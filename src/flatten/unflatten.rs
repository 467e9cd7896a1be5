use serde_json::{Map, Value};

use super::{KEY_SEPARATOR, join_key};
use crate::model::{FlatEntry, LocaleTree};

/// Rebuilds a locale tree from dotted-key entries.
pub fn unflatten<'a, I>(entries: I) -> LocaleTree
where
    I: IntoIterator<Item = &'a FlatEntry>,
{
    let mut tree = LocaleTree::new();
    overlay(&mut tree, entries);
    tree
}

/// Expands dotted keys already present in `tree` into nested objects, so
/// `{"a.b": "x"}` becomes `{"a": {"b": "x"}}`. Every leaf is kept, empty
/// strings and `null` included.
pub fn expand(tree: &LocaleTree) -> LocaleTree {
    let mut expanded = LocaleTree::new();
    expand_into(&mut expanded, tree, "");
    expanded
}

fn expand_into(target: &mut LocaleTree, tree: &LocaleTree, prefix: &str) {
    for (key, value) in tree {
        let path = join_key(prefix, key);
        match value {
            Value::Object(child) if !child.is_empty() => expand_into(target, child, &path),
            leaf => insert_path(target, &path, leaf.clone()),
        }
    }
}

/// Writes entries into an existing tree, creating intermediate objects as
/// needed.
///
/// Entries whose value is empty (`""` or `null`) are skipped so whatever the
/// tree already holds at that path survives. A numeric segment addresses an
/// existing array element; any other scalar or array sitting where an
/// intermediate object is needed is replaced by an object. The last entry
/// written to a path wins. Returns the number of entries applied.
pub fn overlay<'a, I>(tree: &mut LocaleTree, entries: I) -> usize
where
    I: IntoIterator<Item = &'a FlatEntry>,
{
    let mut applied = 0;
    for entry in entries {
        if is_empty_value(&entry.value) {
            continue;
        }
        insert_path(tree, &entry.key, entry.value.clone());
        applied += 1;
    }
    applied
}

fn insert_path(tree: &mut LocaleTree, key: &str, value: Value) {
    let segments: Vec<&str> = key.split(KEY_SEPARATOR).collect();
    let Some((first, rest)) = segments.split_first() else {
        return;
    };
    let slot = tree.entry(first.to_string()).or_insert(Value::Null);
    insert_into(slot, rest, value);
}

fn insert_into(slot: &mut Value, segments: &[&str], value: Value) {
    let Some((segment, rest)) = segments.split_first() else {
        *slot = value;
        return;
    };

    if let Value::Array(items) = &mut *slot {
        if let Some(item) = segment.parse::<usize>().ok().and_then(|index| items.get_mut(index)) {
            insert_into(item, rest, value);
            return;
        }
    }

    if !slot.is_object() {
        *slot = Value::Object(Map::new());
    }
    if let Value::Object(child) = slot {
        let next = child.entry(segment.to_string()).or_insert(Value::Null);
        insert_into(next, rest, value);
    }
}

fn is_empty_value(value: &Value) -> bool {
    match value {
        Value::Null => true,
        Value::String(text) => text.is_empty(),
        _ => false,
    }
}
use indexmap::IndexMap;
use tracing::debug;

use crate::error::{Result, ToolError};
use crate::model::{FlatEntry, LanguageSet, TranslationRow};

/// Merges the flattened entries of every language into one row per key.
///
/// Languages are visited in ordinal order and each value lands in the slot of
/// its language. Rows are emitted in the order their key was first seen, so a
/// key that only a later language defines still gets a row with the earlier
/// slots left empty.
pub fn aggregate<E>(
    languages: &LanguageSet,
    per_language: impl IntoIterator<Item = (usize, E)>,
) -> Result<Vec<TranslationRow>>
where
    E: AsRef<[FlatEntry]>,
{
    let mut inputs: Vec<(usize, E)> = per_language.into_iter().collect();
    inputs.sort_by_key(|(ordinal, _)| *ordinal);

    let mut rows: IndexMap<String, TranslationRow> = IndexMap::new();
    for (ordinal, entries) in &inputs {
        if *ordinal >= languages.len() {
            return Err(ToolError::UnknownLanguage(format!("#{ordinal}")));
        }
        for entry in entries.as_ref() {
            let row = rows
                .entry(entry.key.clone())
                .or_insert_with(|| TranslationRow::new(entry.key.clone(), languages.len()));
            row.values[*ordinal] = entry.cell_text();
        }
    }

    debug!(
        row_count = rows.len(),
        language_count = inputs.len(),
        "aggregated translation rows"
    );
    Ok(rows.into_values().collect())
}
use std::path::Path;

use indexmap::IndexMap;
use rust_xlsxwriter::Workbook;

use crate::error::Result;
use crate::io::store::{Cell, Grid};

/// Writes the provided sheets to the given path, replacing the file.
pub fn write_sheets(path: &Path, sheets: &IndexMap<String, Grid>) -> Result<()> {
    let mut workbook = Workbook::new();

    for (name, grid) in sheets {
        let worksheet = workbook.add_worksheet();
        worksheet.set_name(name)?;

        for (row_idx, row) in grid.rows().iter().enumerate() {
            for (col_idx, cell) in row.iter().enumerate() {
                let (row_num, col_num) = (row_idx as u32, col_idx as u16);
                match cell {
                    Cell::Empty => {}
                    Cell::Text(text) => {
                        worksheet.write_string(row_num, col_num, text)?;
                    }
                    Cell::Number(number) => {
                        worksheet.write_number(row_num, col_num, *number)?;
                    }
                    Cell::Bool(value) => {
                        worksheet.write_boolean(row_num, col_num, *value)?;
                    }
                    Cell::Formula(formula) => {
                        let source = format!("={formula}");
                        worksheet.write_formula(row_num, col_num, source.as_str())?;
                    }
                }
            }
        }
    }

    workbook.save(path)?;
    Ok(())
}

──────

ASSIGNMENT: Beginning with the line containing "let (row_num, col_num)" in the material above, copy every line exactly until you have copied the line containing "worksheet.write_string(row_num, col_num, text)?;".

SOLUTION FOR THIS TASK:
                let (row_num, col_num) = (row_idx as u32, col_idx as u16);
                match cell {
                    Cell::Empty => {}
                    Cell::Text(text) => {
                        worksheet.write_string(row_num, col_num, text)?;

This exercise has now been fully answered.